> [Exercise description]
Scan the lines below and report each one containing "PathBuf" by copying it.

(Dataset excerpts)
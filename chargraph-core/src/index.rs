//! The book index consumed by the graph viewer.

use crate::graph::SnapshotError;
use crate::store::SnapshotStore;
use serde::{Deserialize, Serialize};
use std::path::{Path, PathBuf};
use tokio::fs;

/// File name of the index, kept in the same directory as the snapshots.
pub const INDEX_FILE: &str = "books.json";

/// Index of every extracted book in an output directory.
#[derive(Debug, Clone, Default, PartialEq, Serialize, Deserialize)]
pub struct BookIndex {
    pub books: Vec<BookEntry>,
}

/// One extracted book.
#[derive(Debug, Clone, PartialEq, Serialize, Deserialize)]
pub struct BookEntry {
    /// Display title shown by the viewer.
    pub title: String,
    /// Snapshot file stem, relative to the index.
    pub base: String,
    /// Snapshot slots to look for: `{base}_0.json` through `{base}_{n-1}.json`.
    pub iterations: usize,
}

impl BookIndex {
    /// Load an index, treating a missing file as an empty index.
    pub async fn load(path: impl AsRef<Path>) -> Result<Self, SnapshotError> {
        match fs::read_to_string(path).await {
            Ok(contents) => Ok(serde_json::from_str(&contents)?),
            Err(error) if error.kind() == std::io::ErrorKind::NotFound => Ok(Self::default()),
            Err(error) => Err(error.into()),
        }
    }

    pub async fn save(&self, path: impl AsRef<Path>) -> Result<(), SnapshotError> {
        let json = serde_json::to_string_pretty(self)?;
        fs::write(path, json).await?;
        Ok(())
    }

    /// Insert or update the entry whose `base` matches.
    pub fn upsert(&mut self, title: impl Into<String>, base: impl Into<String>, iterations: usize) {
        let title = title.into();
        let base = base.into();
        if let Some(entry) = self.books.iter_mut().find(|entry| entry.base == base) {
            entry.title = title;
            entry.iterations = iterations;
        } else {
            self.books.push(BookEntry {
                title,
                base,
                iterations,
            });
        }
    }
}

/// Where the index for a store's directory lives.
pub fn index_path(store: &SnapshotStore) -> PathBuf {
    store.directory().join(INDEX_FILE)
}

/// Record a finished run in the index next to its snapshots.
pub async fn record_run(store: &SnapshotStore, title: &str) -> Result<(), SnapshotError> {
    let iterations = store.iteration_span().await?;
    let path = index_path(store);
    let mut index = BookIndex::load(&path).await?;
    index.upsert(title, store.stem(), iterations);
    index.save(&path).await
}

#[cfg(test)]
mod tests {
    use super::*;
    use crate::graph::{Character, CharacterId, GraphSnapshot};
    use tempfile::TempDir;

    #[test]
    fn upsert_inserts_then_updates() {
        let mut index = BookIndex::default();
        index.upsert("Dracula", "dracula", 2);
        index.upsert("Emma", "emma", 1);
        assert_eq!(index.books.len(), 2);

        index.upsert("Dracula (revised)", "dracula", 5);
        assert_eq!(index.books.len(), 2);
        assert_eq!(index.books[0].title, "Dracula (revised)");
        assert_eq!(index.books[0].iterations, 5);
    }

    #[tokio::test]
    async fn load_missing_index_is_empty() {
        let dir = TempDir::new().unwrap();
        let index = BookIndex::load(dir.path().join(INDEX_FILE)).await.unwrap();
        assert!(index.books.is_empty());
    }

    #[tokio::test]
    async fn record_run_reflects_persisted_snapshots() {
        let dir = TempDir::new().unwrap();
        let store = SnapshotStore::open(dir.path().join("dracula")).await.unwrap();
        let snapshot =
            GraphSnapshot::new(vec![Character::new(CharacterId::new(1), "Mina")], vec![]);
        store.write_snapshot(0, &snapshot).await.unwrap();
        store.write_snapshot(1, &snapshot).await.unwrap();

        record_run(&store, "Dracula").await.unwrap();

        let index = BookIndex::load(index_path(&store)).await.unwrap();
        assert_eq!(index.books.len(), 1);
        assert_eq!(index.books[0].base, "dracula");
        assert_eq!(index.books[0].iterations, 2);

        // A second run over the same base updates in place.
        store.write_snapshot(2, &snapshot).await.unwrap();
        record_run(&store, "Dracula").await.unwrap();
        let index = BookIndex::load(index_path(&store)).await.unwrap();
        assert_eq!(index.books.len(), 1);
        assert_eq!(index.books[0].iterations, 3);
    }
}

> [Task response]
use std::path::{Path, PathBuf};
pub fn index_path(store: &SnapshotStore) -> PathBuf {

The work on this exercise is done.